And, forgetting his words, go halves, he took the whole.

He hesitated a little before the big sous. Upon reflection, he took them also, mumbling:

“No matter! this is sticking people too cheap.”

This said, he took the key from under his smock anew.

“Now, friend, you must go out. This is like the fair, you pay on going out. You have paid, go out.”

And he began to laugh.

That he had, in extending to an unknown man the help of this key, and in causing another man than himself to go out by this door, the pure and disinterested intention of saving an assassin, is something which it is permissible to doubt.

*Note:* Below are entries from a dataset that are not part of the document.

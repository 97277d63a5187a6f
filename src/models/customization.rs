use serde::{Deserialize, Serialize};

use crate::models::theme::ThemeSuggestion;
use crate::utils::color::is_svg_safe_color;

pub const DEFAULT_PRIMARY_COLOR: &str = "#1F9481";
pub const DEFAULT_BACKGROUND_COLOR: &str = "#ffffff";
/// Background value standing in for "no background"
pub const TRANSPARENT: &str = "transparent";

#[derive(Serialize, Deserialize, Debug, Clone, PartialEq)]
#[serde(rename_all = "camelCase")]
pub struct Customization {
    pub primary_color: String,
    pub background_color: String,
}

/// Partial edit coming from the color pickers
#[derive(Deserialize, Debug, Clone, Default)]
#[serde(rename_all = "camelCase")]
pub struct CustomizationUpdate {
    pub primary_color: Option<String>,
    pub background_color: Option<String>,
    pub transparent_background: Option<bool>,
}

impl CustomizationUpdate {
    pub fn is_empty(&self) -> bool {
        self.primary_color.is_none()
            && self.background_color.is_none()
            && self.transparent_background.is_none()
    }

    /// First provided color that cannot be rendered, if any
    pub fn invalid_color(&self) -> Option<&str> {
        [&self.primary_color, &self.background_color]
            .into_iter()
            .flatten()
            .map(String::as_str)
            .find(|color| !is_svg_safe_color(color))
    }
}

impl Default for Customization {
    fn default() -> Self {
        Self {
            primary_color: DEFAULT_PRIMARY_COLOR.to_string(),
            background_color: DEFAULT_BACKGROUND_COLOR.to_string(),
        }
    }
}

impl Customization {
    /// Shallow merge; the transparency toggle is applied last.
    pub fn update(&mut self, update: CustomizationUpdate) {
        if let Some(primary) = update.primary_color {
            self.primary_color = primary;
        }
        if let Some(background) = update.background_color {
            self.background_color = background;
        }
        match update.transparent_background {
            Some(true) => self.background_color = TRANSPARENT.to_string(),
            // Unchecking reverts to white, not to the previous color
            Some(false) => self.background_color = DEFAULT_BACKGROUND_COLOR.to_string(),
            None => {}
        }
    }

    /// Overwrites the two consumed colors; secondary color and style are ignored.
    pub fn apply_theme(&mut self, suggestion: &ThemeSuggestion) {
        self.primary_color = suggestion.primary_color.clone();
        self.background_color = suggestion.background_color.clone();
    }

    pub fn is_transparent(&self) -> bool {
        self.background_color.eq_ignore_ascii_case(TRANSPARENT)
    }

    /// Background as the color picker shows it. The transparent marker is not a color.
    pub fn picker_background(&self) -> &str {
        if self.is_transparent() {
            DEFAULT_BACKGROUND_COLOR
        } else {
            &self.background_color
        }
    }
}

#[cfg(test)]
mod tests {
    use super::*;

    #[test]
    fn defaults_match_startup_colors() {
        let c = Customization::default();
        assert_eq!(c.primary_color, "#1F9481");
        assert_eq!(c.background_color, "#ffffff");
        assert!(!c.is_transparent());
    }

    #[test]
    fn update_merges_only_present_fields() {
        let mut c = Customization::default();
        c.update(CustomizationUpdate {
            primary_color: Some("#000000".into()),
            ..Default::default()
        });
        assert_eq!(c.primary_color, "#000000");
        assert_eq!(c.background_color, "#ffffff");
    }

    #[test]
    fn transparent_toggle_round_trip_reverts_to_white() {
        let mut c = Customization::default();
        c.update(CustomizationUpdate {
            background_color: Some("#ff0000".into()),
            ..Default::default()
        });
        c.update(CustomizationUpdate {
            transparent_background: Some(true),
            ..Default::default()
        });
        assert!(c.is_transparent());
        assert_eq!(c.picker_background(), "#ffffff");

        c.update(CustomizationUpdate {
            transparent_background: Some(false),
            ..Default::default()
        });
        assert_eq!(c.background_color, "#ffffff");
    }

    #[test]
    fn apply_theme_ignores_secondary_and_style() {
        let mut c = Customization::default();
        c.apply_theme(&ThemeSuggestion {
            primary_color: "#0a0a0a".into(),
            secondary_color: "#ff00ff".into(),
            background_color: "#fafafa".into(),
            style: "futuristic".into(),
        });
        assert_eq!(
            c,
            Customization {
                primary_color: "#0a0a0a".into(),
                background_color: "#fafafa".into(),
            }
        );
    }

    #[test]
    fn empty_update_is_detected() {
        assert!(CustomizationUpdate::default().is_empty());
    }
}
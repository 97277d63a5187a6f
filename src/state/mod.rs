pub mod app_state;
pub mod session_store;
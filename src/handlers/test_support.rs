//! Fakes shared by the handler tests.

use std::sync::atomic::{AtomicUsize, Ordering};
use std::sync::{Arc, Mutex};

use actix_web::web;
use async_trait::async_trait;

use crate::models::theme::ThemeSuggestion;
use crate::services::theme_generator::{GenerationError, ThemeGenerator};
use crate::state::app_state::AppState;

pub fn app_state<G: ThemeGenerator + 'static>(generator: G) -> web::Data<AppState> {
    web::Data::new(AppState::new(Arc::new(generator)))
}

type Hook = Box<dyn FnOnce() + Send>;

/// Always answers with the same suggestion
pub struct StaticThemeGenerator {
    pub suggestion: ThemeSuggestion,
    pub calls: AtomicUsize,
    before_reply: Mutex<Option<Hook>>,
}

impl Default for StaticThemeGenerator {
    fn default() -> Self {
        Self {
            suggestion: ThemeSuggestion {
                primary_color: "#0b3d91".into(),
                secondary_color: "#fc3d21".into(),
                background_color: "#f5f5f5".into(),
                style: "retro".into(),
            },
            calls: AtomicUsize::new(0),
            before_reply: Mutex::new(None),
        }
    }
}

impl StaticThemeGenerator {
    /// Run `hook` while the next request is in flight
    pub fn set_before_reply(&self, hook: impl FnOnce() + Send + 'static) {
        *self.before_reply.lock().unwrap() = Some(Box::new(hook));
    }

    pub fn call_count(&self) -> usize {
        self.calls.load(Ordering::SeqCst)
    }
}

#[async_trait]
impl ThemeGenerator for StaticThemeGenerator {
    async fn generate(&self, _description: &str) -> Result<ThemeSuggestion, GenerationError> {
        self.calls.fetch_add(1, Ordering::SeqCst);
        let hook = self.before_reply.lock().unwrap().take();
        if let Some(hook) = hook {
            hook();
        }
        Ok(self.suggestion.clone())
    }
}

/// Fails every request with a fixed error
pub struct FailingThemeGenerator {
    configured: bool,
}

impl FailingThemeGenerator {
    pub fn backend_down() -> Self {
        Self { configured: true }
    }

    pub fn not_configured() -> Self {
        Self { configured: false }
    }
}

#[async_trait]
impl ThemeGenerator for FailingThemeGenerator {
    async fn generate(&self, _description: &str) -> Result<ThemeSuggestion, GenerationError> {
        if self.configured {
            Err(GenerationError::Backend(503))
        } else {
            Err(GenerationError::NotConfigured)
        }
    }

    fn is_configured(&self) -> bool {
        self.configured
    }
}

Thénardier helped Jean Valjean to replace Marius upon his shoulders; then he went towards the grating upon the points of his bare feet, beckoning to Jean Valjean to follow him, he looked outside, laid his finger on his mouth, and stood a few seconds as if in suspense; the inspection over, he put the key into the lock. The bolt slid and the door turned. There was neither snapping nor grinding. It was done very quietly. It was plain that this grating and its hinges, oiled with care, were opened oftener than would have been guessed. This quiet was ominous; you felt in it the furtive goings and comings, the silent entrances and exits of the men of the night, and the wolf-like tread of crime. The sewer was evidently in complicity with some mysterious band. This taciturn grating harboured fugitives from justice.gw

Thénardier half opened the door, left just enough room for Jean Valjean, closed the grating again, turned the key twice in the lock, and plunged back into the darkness, without making more noise than a breath. He seemed to walk with the velvet paws of a tiger. A moment afterwards, this hideous providence had entered again into the invisible.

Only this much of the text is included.